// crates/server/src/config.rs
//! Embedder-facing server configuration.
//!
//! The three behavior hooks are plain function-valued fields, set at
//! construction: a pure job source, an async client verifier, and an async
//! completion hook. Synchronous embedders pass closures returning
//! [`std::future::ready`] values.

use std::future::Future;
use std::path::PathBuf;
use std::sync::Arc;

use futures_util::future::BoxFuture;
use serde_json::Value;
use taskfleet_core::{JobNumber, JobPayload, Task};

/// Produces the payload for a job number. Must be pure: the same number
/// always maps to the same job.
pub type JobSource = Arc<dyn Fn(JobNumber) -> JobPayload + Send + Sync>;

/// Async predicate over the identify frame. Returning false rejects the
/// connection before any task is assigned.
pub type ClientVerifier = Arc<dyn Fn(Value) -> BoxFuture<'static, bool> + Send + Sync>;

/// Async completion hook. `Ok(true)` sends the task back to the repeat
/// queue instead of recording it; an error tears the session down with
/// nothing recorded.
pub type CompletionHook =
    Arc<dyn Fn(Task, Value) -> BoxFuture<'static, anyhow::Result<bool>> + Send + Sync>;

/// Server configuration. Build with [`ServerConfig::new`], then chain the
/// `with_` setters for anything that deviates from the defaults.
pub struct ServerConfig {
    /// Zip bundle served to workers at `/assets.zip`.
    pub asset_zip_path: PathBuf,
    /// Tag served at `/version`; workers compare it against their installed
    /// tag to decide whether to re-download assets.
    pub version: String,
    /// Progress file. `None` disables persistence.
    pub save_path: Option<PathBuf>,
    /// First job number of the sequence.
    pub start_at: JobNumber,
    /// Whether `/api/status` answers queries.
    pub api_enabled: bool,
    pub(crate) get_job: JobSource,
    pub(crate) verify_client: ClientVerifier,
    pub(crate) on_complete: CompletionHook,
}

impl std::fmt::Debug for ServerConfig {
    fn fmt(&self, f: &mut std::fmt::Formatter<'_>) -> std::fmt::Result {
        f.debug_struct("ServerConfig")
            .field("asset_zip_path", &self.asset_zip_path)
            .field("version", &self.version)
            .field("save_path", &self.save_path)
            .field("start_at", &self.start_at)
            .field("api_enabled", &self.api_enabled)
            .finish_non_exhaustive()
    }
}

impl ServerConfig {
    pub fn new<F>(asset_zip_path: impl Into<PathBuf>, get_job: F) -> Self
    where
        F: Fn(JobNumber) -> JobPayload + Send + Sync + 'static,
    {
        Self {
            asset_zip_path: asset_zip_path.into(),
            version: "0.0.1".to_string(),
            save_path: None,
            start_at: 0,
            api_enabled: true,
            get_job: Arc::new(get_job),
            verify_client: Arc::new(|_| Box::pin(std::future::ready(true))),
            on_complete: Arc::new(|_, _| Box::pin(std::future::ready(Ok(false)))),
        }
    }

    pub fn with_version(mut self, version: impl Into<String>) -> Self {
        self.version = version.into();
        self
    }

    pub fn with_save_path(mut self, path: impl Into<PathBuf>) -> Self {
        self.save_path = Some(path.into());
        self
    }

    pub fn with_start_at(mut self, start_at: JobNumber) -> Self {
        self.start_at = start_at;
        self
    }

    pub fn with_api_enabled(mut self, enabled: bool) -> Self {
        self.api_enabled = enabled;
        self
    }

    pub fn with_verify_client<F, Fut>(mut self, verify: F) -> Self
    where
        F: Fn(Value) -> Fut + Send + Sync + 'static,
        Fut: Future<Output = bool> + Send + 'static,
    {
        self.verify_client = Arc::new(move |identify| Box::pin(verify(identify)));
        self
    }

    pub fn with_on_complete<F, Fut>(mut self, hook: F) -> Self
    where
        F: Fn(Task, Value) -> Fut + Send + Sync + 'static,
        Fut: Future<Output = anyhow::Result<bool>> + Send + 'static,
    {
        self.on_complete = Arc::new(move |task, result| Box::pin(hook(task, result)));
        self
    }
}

+---+

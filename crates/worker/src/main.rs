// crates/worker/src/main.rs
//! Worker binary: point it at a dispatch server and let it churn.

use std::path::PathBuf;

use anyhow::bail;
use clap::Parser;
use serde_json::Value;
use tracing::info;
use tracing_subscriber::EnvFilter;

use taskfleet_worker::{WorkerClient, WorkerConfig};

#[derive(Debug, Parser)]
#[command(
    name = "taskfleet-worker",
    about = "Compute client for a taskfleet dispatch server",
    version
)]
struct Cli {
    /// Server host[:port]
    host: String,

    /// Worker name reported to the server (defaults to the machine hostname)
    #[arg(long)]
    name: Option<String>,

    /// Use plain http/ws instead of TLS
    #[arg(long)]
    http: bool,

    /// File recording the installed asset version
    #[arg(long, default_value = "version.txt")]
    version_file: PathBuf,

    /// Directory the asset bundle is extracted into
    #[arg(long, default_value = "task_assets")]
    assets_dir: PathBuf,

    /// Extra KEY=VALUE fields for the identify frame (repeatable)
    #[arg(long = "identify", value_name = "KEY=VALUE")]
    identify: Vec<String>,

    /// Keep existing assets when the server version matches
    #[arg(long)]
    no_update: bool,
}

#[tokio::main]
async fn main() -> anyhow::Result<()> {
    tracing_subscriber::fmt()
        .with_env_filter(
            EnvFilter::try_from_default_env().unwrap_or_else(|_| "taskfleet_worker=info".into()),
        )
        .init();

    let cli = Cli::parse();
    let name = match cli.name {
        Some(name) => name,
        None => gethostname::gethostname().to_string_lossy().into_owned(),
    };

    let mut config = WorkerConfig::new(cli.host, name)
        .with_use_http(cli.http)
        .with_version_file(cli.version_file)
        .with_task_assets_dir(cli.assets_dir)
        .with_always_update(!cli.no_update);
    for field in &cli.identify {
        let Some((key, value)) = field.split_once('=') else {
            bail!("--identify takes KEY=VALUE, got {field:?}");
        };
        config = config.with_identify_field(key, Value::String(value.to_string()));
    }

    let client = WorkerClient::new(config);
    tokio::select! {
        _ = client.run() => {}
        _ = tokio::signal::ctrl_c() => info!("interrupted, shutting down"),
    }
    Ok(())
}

+---+

# Instructions for the task
Look through the entries above and quote exactly the lines from the line with "on_complete: Arc::new(|_, _|" to the line with "pub fn with_api_enabled(mut", counting both of those lines.

# Solved problem
            on_complete: Arc::new(|_, _| Box::pin(std::future::ready(Ok(false)))),
        }
    }

    pub fn with_version(mut self, version: impl Into<String>) -> Self {
        self.version = version.into();
        self
    }

    pub fn with_save_path(mut self, path: impl Into<PathBuf>) -> Self {
        self.save_path = Some(path.into());
        self
    }

    pub fn with_start_at(mut self, start_at: JobNumber) -> Self {
        self.start_at = start_at;
        self
    }

    pub fn with_api_enabled(mut self, enabled: bool) -> Self {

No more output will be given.